# TASK BRIEF
Show all lines of the listing that contain the word "ExtensionCall".

++++ RECORDS TO USE

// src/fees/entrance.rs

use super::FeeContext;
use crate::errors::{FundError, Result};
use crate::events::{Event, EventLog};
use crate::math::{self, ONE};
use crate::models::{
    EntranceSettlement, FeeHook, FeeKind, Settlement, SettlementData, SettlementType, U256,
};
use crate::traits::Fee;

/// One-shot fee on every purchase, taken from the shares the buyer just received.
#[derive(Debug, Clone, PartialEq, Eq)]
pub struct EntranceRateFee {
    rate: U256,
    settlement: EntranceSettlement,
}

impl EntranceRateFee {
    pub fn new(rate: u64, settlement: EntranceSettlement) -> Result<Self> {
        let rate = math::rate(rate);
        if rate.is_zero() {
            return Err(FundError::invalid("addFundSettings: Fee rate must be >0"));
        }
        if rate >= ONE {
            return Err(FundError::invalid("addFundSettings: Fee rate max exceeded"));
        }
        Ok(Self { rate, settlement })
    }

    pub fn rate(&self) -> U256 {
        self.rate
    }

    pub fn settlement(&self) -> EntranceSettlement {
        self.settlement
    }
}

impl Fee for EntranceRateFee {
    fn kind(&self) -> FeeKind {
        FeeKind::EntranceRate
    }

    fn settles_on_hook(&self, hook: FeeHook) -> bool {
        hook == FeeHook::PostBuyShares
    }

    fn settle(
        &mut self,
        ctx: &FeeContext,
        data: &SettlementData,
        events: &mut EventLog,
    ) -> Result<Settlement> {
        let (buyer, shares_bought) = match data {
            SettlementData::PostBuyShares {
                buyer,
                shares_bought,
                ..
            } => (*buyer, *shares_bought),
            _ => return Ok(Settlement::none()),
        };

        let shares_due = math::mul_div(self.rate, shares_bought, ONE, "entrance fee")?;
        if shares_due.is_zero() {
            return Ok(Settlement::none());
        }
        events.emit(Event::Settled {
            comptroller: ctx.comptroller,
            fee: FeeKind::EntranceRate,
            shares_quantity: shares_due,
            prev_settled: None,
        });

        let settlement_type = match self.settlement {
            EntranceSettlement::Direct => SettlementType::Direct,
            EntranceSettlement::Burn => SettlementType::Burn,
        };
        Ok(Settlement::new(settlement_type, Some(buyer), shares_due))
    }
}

++++++++
++++ RECORDS TO USE

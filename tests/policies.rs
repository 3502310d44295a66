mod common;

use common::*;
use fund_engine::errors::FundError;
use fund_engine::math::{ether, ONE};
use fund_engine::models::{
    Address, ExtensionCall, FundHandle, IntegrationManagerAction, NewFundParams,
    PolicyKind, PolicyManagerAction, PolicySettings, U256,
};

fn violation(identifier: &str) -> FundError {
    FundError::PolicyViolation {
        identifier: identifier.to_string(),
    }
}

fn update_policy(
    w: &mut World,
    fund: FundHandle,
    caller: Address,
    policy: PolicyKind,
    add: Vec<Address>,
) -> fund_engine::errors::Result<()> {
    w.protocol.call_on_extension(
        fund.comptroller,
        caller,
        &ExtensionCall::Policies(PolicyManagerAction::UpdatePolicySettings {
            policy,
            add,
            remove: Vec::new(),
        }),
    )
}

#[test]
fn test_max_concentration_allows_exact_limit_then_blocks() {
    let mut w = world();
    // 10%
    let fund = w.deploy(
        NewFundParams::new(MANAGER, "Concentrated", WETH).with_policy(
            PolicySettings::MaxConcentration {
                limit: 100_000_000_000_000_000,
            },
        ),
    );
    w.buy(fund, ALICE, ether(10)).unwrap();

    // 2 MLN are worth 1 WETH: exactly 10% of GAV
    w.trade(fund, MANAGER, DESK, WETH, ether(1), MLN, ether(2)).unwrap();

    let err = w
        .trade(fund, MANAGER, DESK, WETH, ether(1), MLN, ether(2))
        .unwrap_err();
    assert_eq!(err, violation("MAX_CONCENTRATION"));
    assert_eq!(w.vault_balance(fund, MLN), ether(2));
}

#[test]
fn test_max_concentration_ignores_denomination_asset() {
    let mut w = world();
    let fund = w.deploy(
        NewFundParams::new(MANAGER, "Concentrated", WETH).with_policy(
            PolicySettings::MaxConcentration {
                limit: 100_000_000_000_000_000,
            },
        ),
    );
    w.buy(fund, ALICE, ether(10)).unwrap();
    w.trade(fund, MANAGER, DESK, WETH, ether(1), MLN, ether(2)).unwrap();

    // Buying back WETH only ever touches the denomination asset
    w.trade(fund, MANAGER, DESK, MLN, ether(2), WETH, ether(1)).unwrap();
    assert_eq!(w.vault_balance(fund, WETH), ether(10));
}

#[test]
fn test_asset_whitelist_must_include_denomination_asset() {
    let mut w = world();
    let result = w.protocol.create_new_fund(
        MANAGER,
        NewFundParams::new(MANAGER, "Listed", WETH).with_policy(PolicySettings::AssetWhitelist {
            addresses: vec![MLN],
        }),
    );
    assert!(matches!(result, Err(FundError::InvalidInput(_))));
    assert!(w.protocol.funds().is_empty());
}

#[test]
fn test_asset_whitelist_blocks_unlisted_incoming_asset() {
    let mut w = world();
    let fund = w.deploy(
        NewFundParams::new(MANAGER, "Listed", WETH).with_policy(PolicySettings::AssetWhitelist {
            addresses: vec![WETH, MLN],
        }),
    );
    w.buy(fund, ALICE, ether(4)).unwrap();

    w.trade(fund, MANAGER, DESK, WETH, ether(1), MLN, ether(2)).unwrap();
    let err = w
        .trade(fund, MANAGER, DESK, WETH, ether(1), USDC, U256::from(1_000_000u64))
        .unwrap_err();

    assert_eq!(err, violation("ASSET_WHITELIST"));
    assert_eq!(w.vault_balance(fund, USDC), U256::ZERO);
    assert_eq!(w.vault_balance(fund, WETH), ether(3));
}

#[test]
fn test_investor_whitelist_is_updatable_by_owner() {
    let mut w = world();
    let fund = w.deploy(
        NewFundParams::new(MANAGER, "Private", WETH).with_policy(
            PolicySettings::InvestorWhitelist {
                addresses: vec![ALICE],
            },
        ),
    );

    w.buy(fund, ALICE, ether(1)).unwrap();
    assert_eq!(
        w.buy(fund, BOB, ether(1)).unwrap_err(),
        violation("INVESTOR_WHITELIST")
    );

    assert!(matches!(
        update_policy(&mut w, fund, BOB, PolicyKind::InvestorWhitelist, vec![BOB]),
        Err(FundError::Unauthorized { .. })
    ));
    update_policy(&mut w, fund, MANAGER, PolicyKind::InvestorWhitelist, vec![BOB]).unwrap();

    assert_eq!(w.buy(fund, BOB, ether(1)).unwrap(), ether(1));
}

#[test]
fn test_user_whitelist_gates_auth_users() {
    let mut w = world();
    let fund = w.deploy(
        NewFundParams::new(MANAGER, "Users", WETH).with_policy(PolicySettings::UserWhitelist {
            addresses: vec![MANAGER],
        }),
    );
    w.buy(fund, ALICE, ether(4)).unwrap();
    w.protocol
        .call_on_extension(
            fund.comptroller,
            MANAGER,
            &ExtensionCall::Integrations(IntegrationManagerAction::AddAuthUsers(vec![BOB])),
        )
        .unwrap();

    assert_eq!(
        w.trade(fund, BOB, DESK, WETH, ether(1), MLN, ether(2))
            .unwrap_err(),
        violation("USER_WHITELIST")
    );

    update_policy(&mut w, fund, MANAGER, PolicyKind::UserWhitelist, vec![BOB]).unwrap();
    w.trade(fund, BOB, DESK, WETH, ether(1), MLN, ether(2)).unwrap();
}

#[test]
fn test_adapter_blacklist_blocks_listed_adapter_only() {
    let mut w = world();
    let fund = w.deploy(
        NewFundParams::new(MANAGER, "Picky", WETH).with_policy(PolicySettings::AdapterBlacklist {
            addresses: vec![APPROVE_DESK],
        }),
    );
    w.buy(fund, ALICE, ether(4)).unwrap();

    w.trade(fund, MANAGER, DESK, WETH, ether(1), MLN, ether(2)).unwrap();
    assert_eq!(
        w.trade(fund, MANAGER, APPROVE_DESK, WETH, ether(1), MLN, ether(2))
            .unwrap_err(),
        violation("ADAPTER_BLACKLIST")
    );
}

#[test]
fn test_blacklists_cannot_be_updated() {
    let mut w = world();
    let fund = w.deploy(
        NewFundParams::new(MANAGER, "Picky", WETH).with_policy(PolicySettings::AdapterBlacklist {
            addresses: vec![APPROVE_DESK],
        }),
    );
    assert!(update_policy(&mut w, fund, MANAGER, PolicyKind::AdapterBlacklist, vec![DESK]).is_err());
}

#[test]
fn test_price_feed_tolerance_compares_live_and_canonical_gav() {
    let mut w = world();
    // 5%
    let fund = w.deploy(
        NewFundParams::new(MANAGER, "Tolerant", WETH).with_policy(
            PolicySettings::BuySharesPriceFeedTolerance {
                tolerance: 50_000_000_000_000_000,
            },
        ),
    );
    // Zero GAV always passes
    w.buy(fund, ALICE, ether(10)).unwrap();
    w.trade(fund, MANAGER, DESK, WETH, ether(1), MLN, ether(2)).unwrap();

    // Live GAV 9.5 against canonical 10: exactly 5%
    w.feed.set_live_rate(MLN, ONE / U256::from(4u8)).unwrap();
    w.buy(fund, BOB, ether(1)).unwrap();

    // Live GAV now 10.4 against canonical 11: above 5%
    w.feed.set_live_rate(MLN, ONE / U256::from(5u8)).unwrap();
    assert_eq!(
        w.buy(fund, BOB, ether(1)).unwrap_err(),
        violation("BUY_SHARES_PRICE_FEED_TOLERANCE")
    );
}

++++++++

# THE ANSWER
    Address, ExtensionCall, FundHandle, IntegrationManagerAction, NewFundParams,
        &ExtensionCall::Policies(PolicyManagerAction::UpdatePolicySettings {
            &ExtensionCall::Integrations(IntegrationManagerAction::AddAuthUsers(vec![BOB])),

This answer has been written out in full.